Low solubility gas UCAs (e.g. SonoVue®, Optison®, Luminity®) are characterized by the combination of improved stability with favourable resonance behaviour at low acoustic pressure. This allows minimally disruptive contrast specific imaging at low MI and enables effective investigations over several minutes with the visualization of the dynamic enhancement pattern in real time. Low MI techniques furthermore lead to effective tissue signal suppression, as the non-linear response from the tissue is minimal when low acoustic pressures are used. US imaging with air filled microbubbles (e.g. Levovist®) at high pressure is dependent on microbubble disruption which is a significant limitation for real time imaging.

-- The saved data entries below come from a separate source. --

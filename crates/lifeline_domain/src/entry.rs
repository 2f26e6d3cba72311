use std::collections::BTreeMap;
use std::fmt;

use chrono::{NaiveDate, NaiveTime, Timelike};
use serde::{Deserialize, Serialize};
use uuid::Uuid;

use crate::error::EntryError;
use crate::recurrence::RecurrenceRule;

/// Opaque identifier assigned once at creation.
#[derive(Debug, Clone, PartialEq, Eq, Hash, PartialOrd, Ord, Serialize, Deserialize)]
#[serde(transparent)]
pub struct EntryId(String);

impl EntryId {
    pub fn generate() -> Self {
        Self(Uuid::new_v4().to_string())
    }

    pub fn as_str(&self) -> &str {
        &self.0
    }
}

impl From<&str> for EntryId {
    fn from(value: &str) -> Self {
        Self(value.to_string())
    }
}

impl From<String> for EntryId {
    fn from(value: String) -> Self {
        Self(value)
    }
}

impl fmt::Display for EntryId {
    fn fmt(&self, f: &mut fmt::Formatter<'_>) -> fmt::Result {
        f.write_str(&self.0)
    }
}

#[derive(Debug, Clone, Copy, Serialize, Deserialize, PartialEq, Eq, Hash, PartialOrd, Ord)]
#[serde(rename_all = "lowercase")]
pub enum EntryKind {
    Medication,
    Appointment,
    Lab,
    Generic,
}

impl EntryKind {
    pub fn as_str(&self) -> &'static str {
        match self {
            Self::Medication => "medication",
            Self::Appointment => "appointment",
            Self::Lab => "lab",
            Self::Generic => "generic",
        }
    }

    /// Medications and appointments carry a day-by-day taken/completed workflow.
    pub fn tracks_daily_status(&self) -> bool {
        matches!(self, Self::Medication | Self::Appointment)
    }

    /// Status written when the user ticks an occurrence off.
    pub fn completion_status(&self) -> EntryStatus {
        match self {
            Self::Medication => EntryStatus::Taken,
            _ => EntryStatus::Completed,
        }
    }
}

#[derive(Debug, Clone, Copy, Serialize, Deserialize, PartialEq, Eq, Hash, PartialOrd, Ord, Default)]
#[serde(rename_all = "lowercase")]
pub enum EntryStatus {
    Completed,
    #[default]
    Upcoming,
    Missed,
    Taken,
    Returned,
}

impl EntryStatus {
    pub fn as_str(&self) -> &'static str {
        match self {
            Self::Completed => "completed",
            Self::Upcoming => "upcoming",
            Self::Missed => "missed",
            Self::Taken => "taken",
            Self::Returned => "returned",
        }
    }

    pub fn is_complete(&self) -> bool {
        matches!(self, Self::Completed | Self::Taken)
    }
}

/// Type-specific fields carried through the engine untouched.
#[derive(Debug, Clone, Default, Serialize, Deserialize, PartialEq, Eq)]
#[serde(rename_all = "camelCase")]
pub struct EntryDetails {
    #[serde(default, skip_serializing_if = "Option::is_none")]
    pub provider: Option<String>,
    #[serde(default, skip_serializing_if = "Option::is_none")]
    pub location: Option<String>,
    #[serde(default, skip_serializing_if = "Option::is_none")]
    pub follow_up_date: Option<String>,
    #[serde(default, skip_serializing_if = "Option::is_none")]
    pub lab_value: Option<String>,
    #[serde(default, skip_serializing_if = "Option::is_none")]
    pub lab_unit: Option<String>,
    #[serde(default, skip_serializing_if = "Option::is_none")]
    pub reference_range: Option<String>,
}

#[derive(Debug, Clone, Serialize, Deserialize, PartialEq, Eq)]
#[serde(rename_all = "camelCase")]
pub struct Entry {
    pub id: EntryId,
    #[serde(rename = "type")]
    pub kind: EntryKind,
    pub title: String,
    #[serde(default)]
    pub description: String,
    pub date: NaiveDate,
    pub time: String,
    #[serde(default)]
    pub status: EntryStatus,
    #[serde(default, skip_serializing_if = "Option::is_none")]
    pub recurrence: Option<RecurrenceRule>,
    #[serde(default, skip_serializing_if = "Option::is_none")]
    pub status_by_date: Option<BTreeMap<NaiveDate, EntryStatus>>,
    #[serde(flatten)]
    pub details: EntryDetails,
}

impl Entry {
    pub fn is_recurring(&self) -> bool {
        self.recurrence.is_some()
    }

    /// Display time canonicalized to a wall-clock value.
    pub fn time_of_day(&self) -> Result<NaiveTime, EntryError> {
        parse_time_of_day(&self.time)
    }
}

/// An entry as authored, before the store assigns an id.
#[derive(Debug, Clone, Serialize, Deserialize, PartialEq, Eq)]
#[serde(rename_all = "camelCase")]
pub struct EntryDraft {
    #[serde(rename = "type")]
    pub kind: EntryKind,
    pub title: String,
    #[serde(default)]
    pub description: String,
    pub date: NaiveDate,
    pub time: String,
    #[serde(default)]
    pub status: EntryStatus,
    #[serde(default, skip_serializing_if = "Option::is_none")]
    pub recurrence: Option<RecurrenceRule>,
    #[serde(flatten)]
    pub details: EntryDetails,
}

impl EntryDraft {
    pub fn new(kind: EntryKind, title: impl Into<String>, date: NaiveDate, time: impl Into<String>) -> Self {
        Self {
            kind,
            title: title.into(),
            description: String::new(),
            date,
            time: time.into(),
            status: EntryStatus::default(),
            recurrence: None,
            details: EntryDetails::default(),
        }
    }

    pub fn with_description(mut self, description: impl Into<String>) -> Self {
        self.description = description.into();
        self
    }

    pub fn with_status(mut self, status: EntryStatus) -> Self {
        self.status = status;
        self
    }

    pub fn with_recurrence(mut self, rule: RecurrenceRule) -> Self {
        self.recurrence = Some(rule);
        self
    }

    pub fn with_provider(mut self, provider: impl Into<String>) -> Self {
        self.details.provider = Some(provider.into());
        self
    }

    pub fn into_entry(self, id: EntryId) -> Entry {
        Entry {
            id,
            kind: self.kind,
            title: self.title,
            description: self.description,
            date: self.date,
            time: self.time,
            status: self.status,
            recurrence: self.recurrence,
            status_by_date: None,
            details: self.details,
        }
    }
}

/// Accepts the `08:00 AM` display format as well as 24-hour `HH:MM`.
pub fn parse_time_of_day(raw: &str) -> Result<NaiveTime, EntryError> {
    let trimmed = raw.trim();
    ["%I:%M %p", "%I:%M%p", "%H:%M", "%H:%M:%S"]
        .iter()
        .find_map(|format| NaiveTime::parse_from_str(trimmed, format).ok())
        .ok_or_else(|| EntryError::InvalidTime(raw.to_string()))
}

pub fn parse_date(raw: &str) -> Result<NaiveDate, EntryError> {
    NaiveDate::parse_from_str(raw.trim(), "%Y-%m-%d")
        .map_err(|_| EntryError::InvalidDate(raw.to_string()))
}

pub fn minutes_since_midnight(time: NaiveTime) -> u32 {
    time.hour() * 60 + time.minute()
}

#[cfg(test)]
mod tests {
    use super::*;

    #[test]
    fn parses_display_and_twenty_four_hour_times() {
        let evening = NaiveTime::from_hms_opt(18, 0, 0).unwrap();
        assert_eq!(parse_time_of_day("06:00 PM").unwrap(), evening);
        assert_eq!(parse_time_of_day("6:00 pm").unwrap(), evening);
        assert_eq!(parse_time_of_day("18:00").unwrap(), evening);
        assert_eq!(
            parse_time_of_day("12:15 AM").unwrap(),
            NaiveTime::from_hms_opt(0, 15, 0).unwrap()
        );
        assert_eq!(
            parse_time_of_day("12:15 PM").unwrap(),
            NaiveTime::from_hms_opt(12, 15, 0).unwrap()
        );
    }

    #[test]
    fn rejects_garbage_times() {
        assert!(matches!(
            parse_time_of_day("soon"),
            Err(EntryError::InvalidTime(raw)) if raw == "soon"
        ));
        assert!(parse_time_of_day("25:00").is_err());
    }

    #[test]
    fn minutes_since_midnight_orders_across_meridiem() {
        let morning = parse_time_of_day("11:59 AM").unwrap();
        let noon = parse_time_of_day("12:00 PM").unwrap();
        assert_eq!(minutes_since_midnight(morning), 719);
        assert_eq!(minutes_since_midnight(noon), 720);
    }

    #[test]
    fn entry_json_uses_original_field_names() {
        let date = NaiveDate::from_ymd_opt(2024, 1, 1).unwrap();
        let mut entry = EntryDraft::new(EntryKind::Lab, "Glucose", date, "07:30 AM")
            .with_provider("City Hospital Lab")
            .into_entry(EntryId::from("lab-1"));
        entry.details.lab_value = Some("105".into());

        let value = serde_json::to_value(&entry).unwrap();
        assert_eq!(value["type"], "lab");
        assert_eq!(value["date"], "2024-01-01");
        assert_eq!(value["status"], "upcoming");
        assert_eq!(value["provider"], "City Hospital Lab");
        assert_eq!(value["labValue"], "105");
        assert!(value.get("statusByDate").is_none());

        let back: Entry = serde_json::from_value(value).unwrap();
        assert_eq!(back, entry);
    }

    #[test]
    fn recurring_entry_round_trips_with_recorded_statuses() {
        let anchor = NaiveDate::from_ymd_opt(2024, 2, 1).unwrap();
        let mut entry = EntryDraft::new(EntryKind::Medication, "Metformin 500mg", anchor, "06:00 PM")
            .with_provider("Dr. Smith (Endocrinologist)")
            .with_recurrence(RecurrenceRule::specific_weekdays([1, 3, 5]).unwrap())
            .into_entry(EntryId::from("metformin"));
        let mut overrides = BTreeMap::new();
        overrides.insert(NaiveDate::from_ymd_opt(2024, 2, 2).unwrap(), EntryStatus::Taken);
        overrides.insert(NaiveDate::from_ymd_opt(2024, 2, 5).unwrap(), EntryStatus::Missed);
        entry.status_by_date = Some(overrides);

        let value = serde_json::to_value(&entry).unwrap();
        assert_eq!(value["recurrence"], r#"{"days":[1,3,5],"type":"weekdays"}"#);
        assert_eq!(value["statusByDate"]["2024-02-02"], "taken");
        assert_eq!(value["statusByDate"]["2024-02-05"], "missed");
        assert_eq!(value["provider"], "Dr. Smith (Endocrinologist)");

        let text = serde_json::to_string(&entry).unwrap();
        let back: Entry = serde_json::from_str(&text).unwrap();
        assert_eq!(back, entry);
    }

    #[test]
    fn completion_status_depends_on_kind() {
        assert_eq!(EntryKind::Medication.completion_status(), EntryStatus::Taken);
        assert_eq!(EntryKind::Appointment.completion_status(), EntryStatus::Completed);
        assert!(EntryStatus::Taken.is_complete());
        assert!(!EntryStatus::Missed.is_complete());
    }
}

Pancreatic EUS and US constrast agents
Diagnosis between adenocarcinomas and nodular chronic pancreatitis is problematic. All methods of diagnosis are limited. Histology is the standard, but even biopsy can be difficult because cancers can produce a marked fibrotic reaction or necrosis, and give false results. For endoscopic retrograde cholangiopancreatography (ERCP), sensitivity and specificity are, respectively, 85% and 66% when there is a stenosis of the main pancreatic duct.3 Magnetic resonance cholangiopancreatography (MRCP) has a similar sensitivity and specificity for detecting pancreatic cancer or chronic pancreatitis as that of ERCP. Nevertheless, sensitivity is yet perfectible and MRCP gives a correct differentiation between malignant and benign lesions in 58% of cases.4,5 MRCP remains an expensive procedure, is time consuming, and is available only in a few centers.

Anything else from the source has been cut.